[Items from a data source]
%%

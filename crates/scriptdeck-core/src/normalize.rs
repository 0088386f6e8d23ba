//! Result normalization
//!
//! Maps the shape-unknown output of one invocation into a closed,
//! renderable form. Classification follows a strict, ordered decision
//! procedure; the ordering of the checks is itself part of the contract:
//!
//! 1. zero records → [`DisplayResult::Empty`]
//! 2. one record: object → `Pairs`; array → collection-to-table;
//!    anything else → `Scalar`
//! 3. more than one record → collection-to-table over the full sequence
//!
//! Normalization never fails: ambiguous shapes degrade to the most
//! conservative classification instead of raising.

use serde_json::Value;

use crate::record::{stringify, RawOutput};

/// Column name used when a collection holds bare scalars instead of
/// field-bearing records.
const SCALAR_COLUMN: &str = "Value";

/// Label attached to a single non-decomposable result value.
const SCALAR_LABEL: &str = "Result";

/// One labeled value of a `Pairs` result.
#[derive(Debug, Clone, PartialEq, Eq)]
pub struct Pair {
    pub label: String,
    pub value: String,
}

impl Pair {
    pub fn new(label: impl Into<String>, value: impl Into<String>) -> Self {
        Self {
            label: label.into(),
            value: value.into(),
        }
    }
}

/// The normalized, UI-agnostic renderable shape of one invocation's output.
///
/// Exactly one case is ever populated. A `Table`'s every row has exactly
/// `columns.len()` cells; missing fields are padded with the empty string.
#[derive(Debug, Clone, PartialEq, Eq)]
pub enum DisplayResult {
    /// No output
    Empty,
    /// A single associative or field-bearing record
    Pairs(Vec<Pair>),
    /// A collection of records
    Table {
        columns: Vec<String>,
        rows: Vec<Vec<String>>,
    },
    /// A single non-decomposable value
    Scalar { label: String, value: String },
}

impl DisplayResult {
    /// Build the scalar case with the canonical label.
    fn scalar(value: &Value) -> Self {
        DisplayResult::Scalar {
            label: SCALAR_LABEL.to_string(),
            value: stringify(value),
        }
    }

    /// Name of the populated case, for logging.
    pub fn shape_name(&self) -> &'static str {
        match self {
            DisplayResult::Empty => "empty",
            DisplayResult::Pairs(_) => "pairs",
            DisplayResult::Table { .. } => "table",
            DisplayResult::Scalar { .. } => "scalar",
        }
    }
}

/// Normalize the raw output of one invocation into a [`DisplayResult`].
///
/// Pure and total: every input shape maps to exactly one case, and
/// repeated calls on the same input yield identical results.
pub fn normalize(raw: &RawOutput) -> DisplayResult {
    let records = raw.records();
    let result = match records {
        [] => DisplayResult::Empty,
        [record] => normalize_single(record),
        many => collection_to_table(many),
    };
    tracing::debug!(
        records = records.len(),
        shape = result.shape_name(),
        "normalized invocation output"
    );
    result
}

/// Classify a single returned record.
fn normalize_single(record: &Value) -> DisplayResult {
    match record {
        Value::Object(entries) => {
            // Associative maps and field-bearing records are the same
            // shape at this boundary; entry order is preserved.
            let pairs = entries
                .iter()
                .map(|(label, value)| Pair::new(label.clone(), stringify(value)))
                .collect();
            DisplayResult::Pairs(pairs)
        }
        Value::Array(elements) => collection_to_table(elements),
        other => DisplayResult::scalar(other),
    }
}

/// Reshape a sequence of elements into a table.
///
/// The first element governs the column set: later elements with
/// different shapes never extend it; their missing fields pad to `""`.
/// A sequence of bare scalars becomes single-cell rows under one
/// synthetic column. An empty sequence carries no renderable content
/// and degrades to `Empty`.
fn collection_to_table(elements: &[Value]) -> DisplayResult {
    let Some(first) = elements.first() else {
        return DisplayResult::Empty;
    };

    match first {
        Value::Object(first_fields) => {
            let columns: Vec<String> = first_fields.keys().cloned().collect();
            let rows = elements
                .iter()
                .map(|element| {
                    columns
                        .iter()
                        .map(|column| match element {
                            Value::Object(fields) => {
                                fields.get(column).map(stringify).unwrap_or_default()
                            }
                            // Non-object elements expose no fields at all
                            _ => String::new(),
                        })
                        .collect()
                })
                .collect();
            DisplayResult::Table { columns, rows }
        }
        _ => {
            // Bare scalars: one single-cell row per element
            let rows = elements
                .iter()
                .map(|element| vec![stringify(element)])
                .collect();
            DisplayResult::Table {
                columns: vec![SCALAR_COLUMN.to_string()],
                rows,
            }
        }
    }
}

#[cfg(test)]
mod tests {
    use super::*;
    use serde_json::json;

    fn raw(records: Vec<Value>) -> RawOutput {
        RawOutput::from_records(records)
    }

    #[test]
    fn test_zero_records_is_empty() {
        assert_eq!(normalize(&RawOutput::empty()), DisplayResult::Empty);
    }

    #[test]
    fn test_single_scalar_is_result_labeled() {
        let result = normalize(&raw(vec![json!("42 GB free")]));
        assert_eq!(
            result,
            DisplayResult::Scalar {
                label: "Result".to_string(),
                value: "42 GB free".to_string(),
            }
        );
    }

    #[test]
    fn test_single_null_record_is_empty_scalar() {
        // Null is not an object, array, or meaningful scalar text; it
        // degrades to the conservative Scalar case with an empty value.
        let result = normalize(&raw(vec![json!(null)]));
        assert_eq!(
            result,
            DisplayResult::Scalar {
                label: "Result".to_string(),
                value: String::new(),
            }
        );
    }

    #[test]
    fn test_single_map_preserves_entry_order() {
        let result = normalize(&raw(vec![json!({
            "DeviceID": "C:",
            "FreeSpace": "1000",
            "Note": null,
        })]));
        assert_eq!(
            result,
            DisplayResult::Pairs(vec![
                Pair::new("DeviceID", "C:"),
                Pair::new("FreeSpace", "1000"),
                Pair::new("Note", ""),
            ])
        );
    }

    #[test]
    fn test_single_nested_array_delegates_to_table() {
        let result = normalize(&raw(vec![json!([
            {"Name": "a", "Size": "1"},
            {"Name": "b", "Size": "2"},
        ])]));
        assert_eq!(
            result,
            DisplayResult::Table {
                columns: vec!["Name".to_string(), "Size".to_string()],
                rows: vec![
                    vec!["a".to_string(), "1".to_string()],
                    vec!["b".to_string(), "2".to_string()],
                ],
            }
        );
    }

    #[test]
    fn test_single_empty_array_is_empty() {
        assert_eq!(normalize(&raw(vec![json!([])])), DisplayResult::Empty);
    }

    #[test]
    fn test_multi_record_columns_come_from_first() {
        // The second record's extra field never extends the column set
        let result = normalize(&raw(vec![
            json!({"Name": "a"}),
            json!({"Name": "b", "Size": "2"}),
        ]));
        assert_eq!(
            result,
            DisplayResult::Table {
                columns: vec!["Name".to_string()],
                rows: vec![vec!["a".to_string()], vec!["b".to_string()]],
            }
        );
    }

    #[test]
    fn test_missing_fields_pad_with_empty_string() {
        let result = normalize(&raw(vec![
            json!({"Name": "a", "Size": "1"}),
            json!({"Name": "b"}),
        ]));
        let DisplayResult::Table { columns, rows } = result else {
            panic!("expected table");
        };
        assert_eq!(columns.len(), 2);
        assert_eq!(rows[1], vec!["b".to_string(), String::new()]);
    }

    #[test]
    fn test_scalar_collection_uses_synthetic_column() {
        let result = normalize(&raw(vec![json!("C:"), json!("D:")]));
        assert_eq!(
            result,
            DisplayResult::Table {
                columns: vec!["Value".to_string()],
                rows: vec![vec!["C:".to_string()], vec!["D:".to_string()]],
            }
        );
    }

    #[test]
    fn test_mixed_shapes_after_first_become_blank_rows() {
        let result = normalize(&raw(vec![json!({"Name": "a"}), json!("stray")]));
        let DisplayResult::Table { rows, .. } = result else {
            panic!("expected table");
        };
        assert_eq!(rows[1], vec![String::new()]);
    }

    #[test]
    fn test_normalize_is_stateless() {
        let input = raw(vec![
            json!({"Name": "a", "Size": "1"}),
            json!({"Name": "b", "Size": "2"}),
        ]);
        assert_eq!(normalize(&input), normalize(&input));
    }
}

%%

Exercise details:
Only the lines containing the word "entries" should be returned from the data above.

Expected output:
        Value::Object(entries) => {
            let pairs = entries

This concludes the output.